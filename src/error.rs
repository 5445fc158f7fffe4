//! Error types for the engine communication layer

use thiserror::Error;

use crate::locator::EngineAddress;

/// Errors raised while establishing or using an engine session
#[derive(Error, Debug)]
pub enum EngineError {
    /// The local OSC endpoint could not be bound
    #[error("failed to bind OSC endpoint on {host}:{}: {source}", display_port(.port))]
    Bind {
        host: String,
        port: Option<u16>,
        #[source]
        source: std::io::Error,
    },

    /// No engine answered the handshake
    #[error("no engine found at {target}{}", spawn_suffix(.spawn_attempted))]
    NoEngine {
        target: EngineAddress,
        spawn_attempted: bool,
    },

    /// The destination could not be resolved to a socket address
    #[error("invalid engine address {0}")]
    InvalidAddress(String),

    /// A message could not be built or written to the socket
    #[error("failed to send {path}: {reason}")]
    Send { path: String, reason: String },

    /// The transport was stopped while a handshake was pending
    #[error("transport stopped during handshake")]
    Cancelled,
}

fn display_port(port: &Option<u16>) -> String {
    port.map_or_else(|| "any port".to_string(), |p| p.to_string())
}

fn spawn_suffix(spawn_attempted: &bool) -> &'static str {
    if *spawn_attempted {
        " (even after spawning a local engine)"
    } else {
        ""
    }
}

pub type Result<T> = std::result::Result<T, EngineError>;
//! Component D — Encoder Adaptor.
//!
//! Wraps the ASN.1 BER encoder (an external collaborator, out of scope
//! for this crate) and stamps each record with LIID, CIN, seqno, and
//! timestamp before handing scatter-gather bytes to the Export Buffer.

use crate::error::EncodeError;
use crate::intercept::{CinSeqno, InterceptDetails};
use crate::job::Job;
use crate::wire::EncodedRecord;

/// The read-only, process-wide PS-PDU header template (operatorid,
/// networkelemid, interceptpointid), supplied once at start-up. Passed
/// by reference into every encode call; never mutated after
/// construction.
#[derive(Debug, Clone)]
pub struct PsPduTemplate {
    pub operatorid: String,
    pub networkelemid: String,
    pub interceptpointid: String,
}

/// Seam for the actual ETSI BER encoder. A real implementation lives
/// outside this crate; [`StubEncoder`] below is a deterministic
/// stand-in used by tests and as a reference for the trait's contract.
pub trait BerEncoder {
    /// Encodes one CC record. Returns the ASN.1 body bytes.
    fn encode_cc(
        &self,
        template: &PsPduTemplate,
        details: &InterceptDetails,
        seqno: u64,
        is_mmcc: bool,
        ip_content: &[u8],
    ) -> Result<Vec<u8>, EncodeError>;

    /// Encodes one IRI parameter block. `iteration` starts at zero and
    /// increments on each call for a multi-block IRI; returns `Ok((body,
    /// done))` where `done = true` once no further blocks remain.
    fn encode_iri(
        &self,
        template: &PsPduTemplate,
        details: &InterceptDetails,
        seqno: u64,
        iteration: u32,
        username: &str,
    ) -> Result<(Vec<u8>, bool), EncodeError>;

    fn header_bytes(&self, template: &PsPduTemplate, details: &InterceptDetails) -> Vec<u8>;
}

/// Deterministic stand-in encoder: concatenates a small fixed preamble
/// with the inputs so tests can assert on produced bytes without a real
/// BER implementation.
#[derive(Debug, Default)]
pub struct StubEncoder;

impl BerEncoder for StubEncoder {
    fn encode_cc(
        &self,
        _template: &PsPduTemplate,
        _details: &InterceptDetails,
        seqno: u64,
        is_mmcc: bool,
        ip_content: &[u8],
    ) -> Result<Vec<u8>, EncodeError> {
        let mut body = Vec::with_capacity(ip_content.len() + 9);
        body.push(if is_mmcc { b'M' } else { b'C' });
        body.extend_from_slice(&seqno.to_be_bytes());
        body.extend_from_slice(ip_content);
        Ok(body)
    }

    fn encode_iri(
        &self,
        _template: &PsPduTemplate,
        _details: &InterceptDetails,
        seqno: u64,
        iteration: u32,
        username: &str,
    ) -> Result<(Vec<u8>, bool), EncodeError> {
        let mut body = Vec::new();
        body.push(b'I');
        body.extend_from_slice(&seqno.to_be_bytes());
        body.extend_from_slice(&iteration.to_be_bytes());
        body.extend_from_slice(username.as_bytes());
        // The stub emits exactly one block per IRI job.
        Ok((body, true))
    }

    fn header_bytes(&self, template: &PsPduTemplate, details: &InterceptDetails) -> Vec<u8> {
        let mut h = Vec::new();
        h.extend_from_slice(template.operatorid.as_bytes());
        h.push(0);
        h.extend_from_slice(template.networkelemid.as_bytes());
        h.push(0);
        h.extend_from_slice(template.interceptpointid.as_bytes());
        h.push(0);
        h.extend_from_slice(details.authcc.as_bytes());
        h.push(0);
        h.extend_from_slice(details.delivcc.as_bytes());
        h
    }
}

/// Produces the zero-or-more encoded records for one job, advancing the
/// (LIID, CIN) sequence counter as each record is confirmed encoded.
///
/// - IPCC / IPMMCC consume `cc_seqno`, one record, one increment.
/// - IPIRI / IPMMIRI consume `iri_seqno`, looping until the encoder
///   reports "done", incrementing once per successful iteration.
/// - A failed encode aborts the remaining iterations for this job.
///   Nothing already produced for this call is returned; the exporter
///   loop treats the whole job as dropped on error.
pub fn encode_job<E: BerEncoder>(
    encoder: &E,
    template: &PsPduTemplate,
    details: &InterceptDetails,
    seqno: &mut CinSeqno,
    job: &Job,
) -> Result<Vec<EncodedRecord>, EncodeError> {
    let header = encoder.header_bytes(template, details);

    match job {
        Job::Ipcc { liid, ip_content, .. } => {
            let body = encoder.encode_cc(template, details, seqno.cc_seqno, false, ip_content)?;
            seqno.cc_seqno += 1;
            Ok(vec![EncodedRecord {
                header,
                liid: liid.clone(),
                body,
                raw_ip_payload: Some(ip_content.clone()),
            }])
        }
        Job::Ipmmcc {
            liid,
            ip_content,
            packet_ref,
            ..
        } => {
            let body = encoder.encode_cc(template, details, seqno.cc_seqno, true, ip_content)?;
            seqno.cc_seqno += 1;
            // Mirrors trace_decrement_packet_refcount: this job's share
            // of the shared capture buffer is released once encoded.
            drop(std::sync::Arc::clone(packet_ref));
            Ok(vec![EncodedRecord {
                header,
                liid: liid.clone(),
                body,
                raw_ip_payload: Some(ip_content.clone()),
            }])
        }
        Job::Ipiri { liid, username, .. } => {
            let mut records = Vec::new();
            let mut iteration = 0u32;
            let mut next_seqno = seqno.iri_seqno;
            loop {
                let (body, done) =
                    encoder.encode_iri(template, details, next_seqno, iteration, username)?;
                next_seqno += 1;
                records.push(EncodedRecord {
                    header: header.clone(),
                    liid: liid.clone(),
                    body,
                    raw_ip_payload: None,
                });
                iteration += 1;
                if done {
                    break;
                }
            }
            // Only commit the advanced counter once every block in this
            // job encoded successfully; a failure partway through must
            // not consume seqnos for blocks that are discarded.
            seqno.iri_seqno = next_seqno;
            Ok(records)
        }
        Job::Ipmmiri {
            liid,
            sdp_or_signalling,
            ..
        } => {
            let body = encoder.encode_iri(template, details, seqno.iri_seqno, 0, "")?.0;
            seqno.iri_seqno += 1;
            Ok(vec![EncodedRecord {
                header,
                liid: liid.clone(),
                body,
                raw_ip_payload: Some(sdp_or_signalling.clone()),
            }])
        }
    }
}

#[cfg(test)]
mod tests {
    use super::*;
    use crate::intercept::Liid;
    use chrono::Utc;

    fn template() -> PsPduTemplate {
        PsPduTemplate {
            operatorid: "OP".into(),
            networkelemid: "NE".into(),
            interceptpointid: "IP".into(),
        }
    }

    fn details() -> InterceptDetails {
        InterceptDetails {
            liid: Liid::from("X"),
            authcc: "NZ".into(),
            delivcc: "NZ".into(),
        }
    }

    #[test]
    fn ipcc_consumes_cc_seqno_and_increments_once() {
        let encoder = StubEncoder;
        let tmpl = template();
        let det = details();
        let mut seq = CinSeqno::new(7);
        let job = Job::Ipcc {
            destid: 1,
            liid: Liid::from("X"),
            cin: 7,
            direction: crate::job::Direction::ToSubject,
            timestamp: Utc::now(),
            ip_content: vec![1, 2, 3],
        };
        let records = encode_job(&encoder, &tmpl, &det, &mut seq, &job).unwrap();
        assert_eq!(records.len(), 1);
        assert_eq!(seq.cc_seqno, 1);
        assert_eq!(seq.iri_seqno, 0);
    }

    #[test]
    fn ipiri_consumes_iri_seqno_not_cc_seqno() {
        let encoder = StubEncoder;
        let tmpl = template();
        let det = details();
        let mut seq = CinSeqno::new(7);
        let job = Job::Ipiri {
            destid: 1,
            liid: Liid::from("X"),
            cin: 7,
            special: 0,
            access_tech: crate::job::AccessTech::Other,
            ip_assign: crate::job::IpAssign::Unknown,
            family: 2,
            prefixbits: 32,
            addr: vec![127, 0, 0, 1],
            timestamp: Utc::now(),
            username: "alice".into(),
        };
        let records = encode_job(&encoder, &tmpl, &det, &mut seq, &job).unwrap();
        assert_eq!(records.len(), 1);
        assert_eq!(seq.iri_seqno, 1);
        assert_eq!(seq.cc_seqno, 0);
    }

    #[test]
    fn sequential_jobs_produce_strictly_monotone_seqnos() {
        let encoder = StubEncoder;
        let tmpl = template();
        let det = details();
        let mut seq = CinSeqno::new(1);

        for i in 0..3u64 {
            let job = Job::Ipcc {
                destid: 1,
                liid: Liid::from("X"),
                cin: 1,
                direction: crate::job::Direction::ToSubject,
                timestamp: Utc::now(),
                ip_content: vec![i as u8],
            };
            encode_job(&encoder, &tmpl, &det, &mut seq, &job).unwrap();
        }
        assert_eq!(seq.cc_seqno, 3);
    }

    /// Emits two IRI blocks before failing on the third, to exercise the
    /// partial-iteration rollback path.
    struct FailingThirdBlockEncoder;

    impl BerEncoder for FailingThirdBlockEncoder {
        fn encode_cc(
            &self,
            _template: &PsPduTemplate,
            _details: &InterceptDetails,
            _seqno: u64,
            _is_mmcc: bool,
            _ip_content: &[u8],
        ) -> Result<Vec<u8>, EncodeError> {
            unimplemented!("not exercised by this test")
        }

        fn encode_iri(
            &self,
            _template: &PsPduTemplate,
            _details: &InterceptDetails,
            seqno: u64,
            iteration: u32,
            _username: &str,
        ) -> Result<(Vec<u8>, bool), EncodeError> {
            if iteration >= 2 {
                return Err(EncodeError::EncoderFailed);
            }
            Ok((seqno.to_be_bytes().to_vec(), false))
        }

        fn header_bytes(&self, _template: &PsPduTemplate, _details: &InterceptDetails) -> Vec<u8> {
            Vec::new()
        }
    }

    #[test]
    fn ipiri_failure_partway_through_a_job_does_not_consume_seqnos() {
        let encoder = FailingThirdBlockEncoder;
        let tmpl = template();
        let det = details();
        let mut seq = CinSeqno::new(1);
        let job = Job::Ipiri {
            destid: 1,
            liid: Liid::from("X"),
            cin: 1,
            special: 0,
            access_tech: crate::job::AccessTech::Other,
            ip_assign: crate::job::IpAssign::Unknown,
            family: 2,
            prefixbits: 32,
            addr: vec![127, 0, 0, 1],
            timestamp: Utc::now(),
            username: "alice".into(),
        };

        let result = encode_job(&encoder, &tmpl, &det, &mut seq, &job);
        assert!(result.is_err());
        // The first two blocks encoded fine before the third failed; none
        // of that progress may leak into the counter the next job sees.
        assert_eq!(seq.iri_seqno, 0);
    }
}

* WORK REQUEST
Your reply should consist solely of the number of lines above that contain the word "done".

* RESPONSE BOX
4